Restless legs syndrome (RLS) is a sensory-motor neurologic disorder present to a clinically significant degree in 2% to 3% of the adult population, more commonly with advancing age and in women, that dramatically affects sleep and quality of life. Addressing factors that worsen RLS (eg, iron deficiency, antidepressant or antihistamine administration, OSA) is an important first step in treatment. RLS can generally be well treated with medications such as the alpha₂-delta calcium channel ligands (A2Ds) gabapentin, pregabalin, and gabapentin enacarbil or, if these are poorly tolerated or lack efficacy, the dopamine agonists (DAs) pramipexole, ropinirole, or rotigotine.
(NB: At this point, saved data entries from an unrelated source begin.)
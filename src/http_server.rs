//! HTTP server implementation using Axum.

use crate::error::SandboxError;
use crate::orchestrator::{KillOutcome, Orchestrator, SessionInfo};
use crate::sandbox::container_name;
use crate::types::{ExecutionRequest, ExecutionResult, Language, SessionKey};
use axum::{
    extract::State,
    http::StatusCode,
    routing::{get, post},
    Json, Router,
};
use serde::{Deserialize, Serialize};
use std::future::Future;
use std::net::SocketAddr;
use tower_http::cors::CorsLayer;
use tower_http::trace::TraceLayer;
use tracing::info;

#[derive(Clone)]
pub struct AppState {
    pub orchestrator: Orchestrator,
}

// Request/Response types
#[derive(Deserialize)]
struct SetupRequest {
    #[serde(flatten)]
    key: SessionKey,
    #[serde(default)]
    packages: Vec<String>,
    language: Language,
}

#[derive(Serialize)]
struct ResultResponse {
    container_name: String,
    #[serde(flatten)]
    result: ExecutionResult,
}

#[derive(Serialize)]
struct RemoveSessionResponse {
    container_name: String,
    session_id: String,
    removed: bool,
}

#[derive(Serialize)]
struct KeepAliveResponse {
    container_name: String,
    idle_secs: u64,
}

type ApiError = (StatusCode, String);

fn api_error(err: SandboxError) -> ApiError {
    (err.status_code(), err.to_string())
}

pub fn router(state: AppState) -> Router {
    Router::new()
        .route("/setup", post(setup))
        .route("/execute", post(execute))
        .route("/remove_session", post(remove_session))
        .route("/kill", post(kill))
        .route("/keep_alive", post(keep_alive))
        .route("/sessions", get(list_sessions))
        .route("/health", get(health))
        .layer(CorsLayer::permissive())
        .layer(TraceLayer::new_for_http())
        .with_state(state)
}

/// Serve on `port` until `shutdown` resolves, then stop every sandbox.
pub async fn run_server(
    port: u16,
    state: AppState,
    shutdown: impl Future<Output = ()> + Send + 'static,
) -> std::io::Result<()> {
    let orchestrator = state.orchestrator.clone();
    let app = router(state);

    let addr = SocketAddr::from(([0, 0, 0, 0], port));
    info!("Starting HTTP server on {}", addr);

    let listener = tokio::net::TcpListener::bind(addr).await?;
    axum::serve(listener, app)
        .with_graceful_shutdown(shutdown)
        .await?;

    orchestrator.shutdown().await;
    Ok(())
}

async fn health() -> &'static str {
    "OK"
}

async fn setup(
    State(state): State<AppState>,
    Json(req): Json<SetupRequest>,
) -> Result<Json<ResultResponse>, ApiError> {
    let session_id = req.key.sandbox_id().map_err(api_error)?;
    info!("POST /setup - session: {}, packages: {:?}", session_id, req.packages);
    let result = state
        .orchestrator
        .setup(session_id, &req.packages, &req.language)
        .await
        .map_err(api_error)?;
    Ok(Json(ResultResponse {
        container_name: container_name(session_id),
        result,
    }))
}

async fn execute(
    State(state): State<AppState>,
    Json(req): Json<ExecutionRequest>,
) -> Result<Json<ResultResponse>, ApiError> {
    let session_id = req.key.sandbox_id().map_err(api_error)?;
    info!("POST /execute - session: {}, blocks: {}", session_id, req.code_blocks.len());
    let result = state.orchestrator.handle(&req).await.map_err(api_error)?;
    Ok(Json(ResultResponse {
        container_name: container_name(session_id),
        result,
    }))
}

async fn remove_session(
    State(state): State<AppState>,
    Json(key): Json<SessionKey>,
) -> Result<Json<RemoveSessionResponse>, ApiError> {
    let session_id = key.sandbox_id().map_err(api_error)?;
    let folder_id = key.folder_id().map_err(api_error)?;
    info!("POST /remove_session - session: {}, folder: {}", session_id, folder_id);
    let removed = state
        .orchestrator
        .remove_session(session_id, folder_id)
        .await
        .map_err(api_error)?;
    Ok(Json(RemoveSessionResponse {
        container_name: container_name(session_id),
        session_id: folder_id.to_string(),
        removed,
    }))
}

async fn kill(
    State(state): State<AppState>,
    Json(key): Json<SessionKey>,
) -> Result<Json<KillOutcome>, ApiError> {
    let session_id = key.sandbox_id().map_err(api_error)?;
    info!("POST /kill - session: {}", session_id);
    let outcome = state.orchestrator.kill(session_id).await.map_err(api_error)?;
    Ok(Json(outcome))
}

async fn keep_alive(
    State(state): State<AppState>,
    Json(key): Json<SessionKey>,
) -> Result<Json<KeepAliveResponse>, ApiError> {
    let session_id = key.sandbox_id().map_err(api_error)?;
    let sandbox = state
        .orchestrator
        .keep_alive(session_id)
        .await
        .map_err(api_error)?;
    Ok(Json(KeepAliveResponse {
        container_name: sandbox.container_name().to_string(),
        idle_secs: sandbox.idle_for().as_secs(),
    }))
}

async fn list_sessions(State(state): State<AppState>) -> Json<Vec<SessionInfo>> {
    Json(state.orchestrator.sessions().await)
}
Oral or IV iron supplementation is often efficacious as initial treatment in patients with low normal serum indexes. However, at least one-third of patients do not achieve acceptable symptom relief from initial treatments. Furthermore, DAs, the most commonly used medications for RLS, commonly produce augmentation, a progressive, long-term, iatrogenic worsening of RLS symptoms characterized by increasing severity as well as temporal and anatomic extension of symptoms. If dopaminergic augmentation of RLS is present, substitution of an A2D or opioid for the DA is the primary goal. However, given the profound rebound RLS and insomnia that occurs with even small dose reductions of DAs, the initial change should be the addition of one of these alternate treatments. Once adequate doses, or symptom relief, are achieved with the second agent, subsequent very slow down-titration and discontinuation of the DA is often possible and can lead to dramatic long-term relief of RLS symptoms and improvement in sleep.